The fear of death from hideous disease seemed to fade but around that time a new fear cropped up. I had just moved out on my own, had a job, and was making a modest living. It was enough to live on my own and I certainly wasn’t living in poverty, but I became consumed with panic that I would lose my job, lose my income, get evicted, be forced to live on the streets, be abandoned by my family, and die alone in a ditch somewhere all before I turned thirty.  It was and still is an irrational fear, but I would attempt reassure myself by spending hours calculating and recalculating my income and expenses. My fear didn’t propel me to seek a better paying job or talk to my parents about a contingency plan should I have to move back home because I lost my job and couldn’t find a new one. The feelings of reassurance lasted only a short while and then I was back to the frantic rituals I would engage in to stop the pain from my fear and obsession.

There have been seasons in my life where my anxiety and panic were better managed.  Through intense psychotherapy with an amazing psychologist, I was able to manage my condition for many years.

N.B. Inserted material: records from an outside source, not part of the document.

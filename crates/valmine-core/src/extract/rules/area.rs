//! Plot and built-up area extraction with unit conversion.

use lazy_static::lazy_static;
use rust_decimal::{Decimal, RoundingStrategy};
use std::str::FromStr;

use super::patterns::{ACRES, BUILT_UP_SQFT, BUILT_UP_SQM, HECTARES, SQFT_BARE};

lazy_static! {
    /// 1 acre = 0.404686 hectares
    static ref ACRE_TO_HECTARE: Decimal = Decimal::new(404_686, 6);

    /// 1 square foot = 0.092903 square metres
    static ref SQFT_TO_SQM: Decimal = Decimal::new(92_903, 6);
}

/// Area units the extractor understands.
#[derive(Debug, Clone, Copy, PartialEq, Eq)]
pub enum AreaUnit {
    Hectare,
    Acre,
    SquareFoot,
    SquareMetre,
}

/// A numeric area value tagged with its unit.
#[derive(Debug, Clone, Copy, PartialEq, Eq)]
pub struct AreaMeasurement {
    pub value: Decimal,
    pub unit: AreaUnit,
}

impl AreaMeasurement {
    pub fn new(value: Decimal, unit: AreaUnit) -> Self {
        Self { value, unit }
    }

    /// Convert between the land units (hectare/acre) or the floor-space
    /// units (square foot/square metre). Cross-family conversion is not
    /// defined.
    pub fn convert_to(&self, unit: AreaUnit) -> Option<AreaMeasurement> {
        use AreaUnit::*;
        let value = match (self.unit, unit) {
            (from, to) if from == to => self.value,
            (Acre, Hectare) => self.value * *ACRE_TO_HECTARE,
            (Hectare, Acre) => self.value / *ACRE_TO_HECTARE,
            (SquareFoot, SquareMetre) => self.value * *SQFT_TO_SQM,
            (SquareMetre, SquareFoot) => self.value / *SQFT_TO_SQM,
            _ => return None,
        };
        Some(AreaMeasurement::new(value, unit))
    }

    /// Fixed-precision rendering, rounding halves away from zero.
    pub fn format(&self, decimals: u32) -> String {
        let rounded = self
            .value
            .round_dp_with_strategy(decimals, RoundingStrategy::MidpointAwayFromZero);
        format!("{:.prec$}", rounded, prec = decimals as usize)
    }
}

/// Plot area in whichever land unit the text mentions, hectares preferred
/// when both appear.
pub fn extract_land_area(text: &str) -> Option<AreaMeasurement> {
    if let Some(caps) = HECTARES.captures(text) {
        if let Some(value) = parse_decimal(&caps[1]) {
            return Some(AreaMeasurement::new(value, AreaUnit::Hectare));
        }
    }
    if let Some(caps) = ACRES.captures(text) {
        if let Some(value) = parse_decimal(&caps[1]) {
            return Some(AreaMeasurement::new(value, AreaUnit::Acre));
        }
    }
    None
}

/// Built-up area, label-anchored patterns first, bare square-footage as a
/// fallback.
pub fn extract_built_up_area(text: &str) -> Option<AreaMeasurement> {
    if let Some(caps) = BUILT_UP_SQM.captures(text) {
        if let Some(value) = parse_decimal(&caps[1]) {
            return Some(AreaMeasurement::new(value, AreaUnit::SquareMetre));
        }
    }
    if let Some(caps) = BUILT_UP_SQFT.captures(text) {
        if let Some(value) = parse_decimal(&caps[1]) {
            return Some(AreaMeasurement::new(value, AreaUnit::SquareFoot));
        }
    }
    if let Some(caps) = SQFT_BARE.captures(text) {
        if let Some(value) = parse_decimal(&caps[1]) {
            return Some(AreaMeasurement::new(value, AreaUnit::SquareFoot));
        }
    }
    None
}

fn parse_decimal(raw: &str) -> Option<Decimal> {
    Decimal::from_str(&raw.replace(',', "")).ok()
}

#[cfg(test)]
mod tests {
    use super::*;

    #[test]
    fn test_acres_converted_to_hectares() {
        let area = extract_land_area("a parcel of 2.5 acres")
            .unwrap()
            .convert_to(AreaUnit::Hectare)
            .unwrap();
        // 2.5 * 0.404686 = 1.011715
        assert_eq!(area.format(3), "1.012");
        assert_eq!(area.format(6), "1.011715");
    }

    #[test]
    fn test_hectares_preferred_when_both_present() {
        let area = extract_land_area("1.012 hectares (2.5 acres)").unwrap();
        assert_eq!(area.unit, AreaUnit::Hectare);
        assert_eq!(area.format(3), "1.012");
    }

    #[test]
    fn test_midpoint_rounds_away_from_zero() {
        let area = extract_land_area("1.0125 ha").unwrap();
        assert_eq!(area.format(3), "1.013");
    }

    #[test]
    fn test_built_up_square_feet_converted() {
        let area = extract_built_up_area("The built-up area is approximately 1,500 sq. ft")
            .unwrap()
            .convert_to(AreaUnit::SquareMetre)
            .unwrap();
        // 1500 * 0.092903 = 139.3545
        assert_eq!(area.format(2), "139.35");
    }

    #[test]
    fn test_built_up_square_metres_direct() {
        let area = extract_built_up_area("gross plinth area of 139.35 square metres").unwrap();
        assert_eq!(area.unit, AreaUnit::SquareMetre);
        assert_eq!(area.format(2), "139.35");
    }

    #[test]
    fn test_bare_square_footage_fallback() {
        let area = extract_built_up_area("a 2,400 sq ft maisonette").unwrap();
        assert_eq!(area.unit, AreaUnit::SquareFoot);
        assert_eq!(area.value, Decimal::from(2400));
    }

    #[test]
    fn test_round_trip_conversion() {
        let hectares = AreaMeasurement::new(Decimal::new(1_011_715, 6), AreaUnit::Hectare);
        let acres = hectares.convert_to(AreaUnit::Acre).unwrap();
        assert_eq!(acres.format(1), "2.5");
    }

    #[test]
    fn test_cross_family_conversion_undefined() {
        let hectares = AreaMeasurement::new(Decimal::ONE, AreaUnit::Hectare);
        assert_eq!(hectares.convert_to(AreaUnit::SquareMetre), None);
    }

    #[test]
    fn test_neither_unit_present() {
        assert_eq!(extract_land_area("no measurements here"), None);
        assert_eq!(extract_built_up_area("no measurements here"), None);
    }
}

I got married in early 2007 and at the end of that year we had our first child, a beautiful son (he’s 10 now.) Having an anxiety disorder made me all the more susceptible to postpartum depression and anxiety and I struggled with those two disorders for many, many months.  I experienced another remission for about 18 months and then became pregnant with our second child (she’s 7).  I knew what to expect with PPD/PPA and I sought help immediately. This was the best thing I could have done for myself and I was able to manage my GAD and panic disorder for several years.  My fears were calmed. I was able to rationally manage the day-to-day and I was living very contentedly and peacefully.

There are some different thoughts as to whether GAD and other anxiety disorders can be permanently cured or if they’re simply managed and we experience periods of remission. For me I definitely think I’m the latter. Three years ago, I experienced a serious interpersonal event that was and has been hard to reconcile.  I have been off and on medication for these last three years and seeing a mental health provider.  For nearly a year I was able to manage my condition with out medication or therapy but in April, I experienced a set back. I’m still in the midst of that episode of anxiety and depression.

My anxiety has always elicited physical symptoms – headaches, stomach aches, heart palpitations, muscle aches, tiredness, overeating or under-eating, intestinal distress – but couple those symptoms with my tendency to ruminate and obsess about my health and it’s a recipe for serious suffering. It’s a vicious cycle. The body experiences unpleasant sensations because you’re anxious and then you become more anxious because your body doesn’t feel right.  Cue Google searches for every single symptom and what comes up? Cancer. Or porn. But thank god my symptoms only came up with cancer.  Knowing that Dr. Google is literally the worst doctor in the universe, normal, rational humans who don’t have anxiety disorder tend to take the information they find online about their symptoms with a grain of salt. Not so someone like me! So I’m back in the throes of reassurance seeking (I’ve been to four medical doctors in five weeks and have an appointment for another doctor next week. I’m not sure yet if I will cancel the appointment yet or not) and ruminating that my inevitable demise will be because of a terminal illness.

These are irrational thoughts, but when you’re lizard goes berserk, they’re all that make sense.

My lizard in the midst of GAD and panic disorder!

 

*This will likely be an ongoing series of posts about my mental health and mental health in general.  I am currently on medication (Effexor ER 150 mg) and seeing my fabulous psychologist who has been helping me for many years, Dr. S.  Writing about my mental illness is therapeutic and helps me gain some clarity and distance from the lizard brain.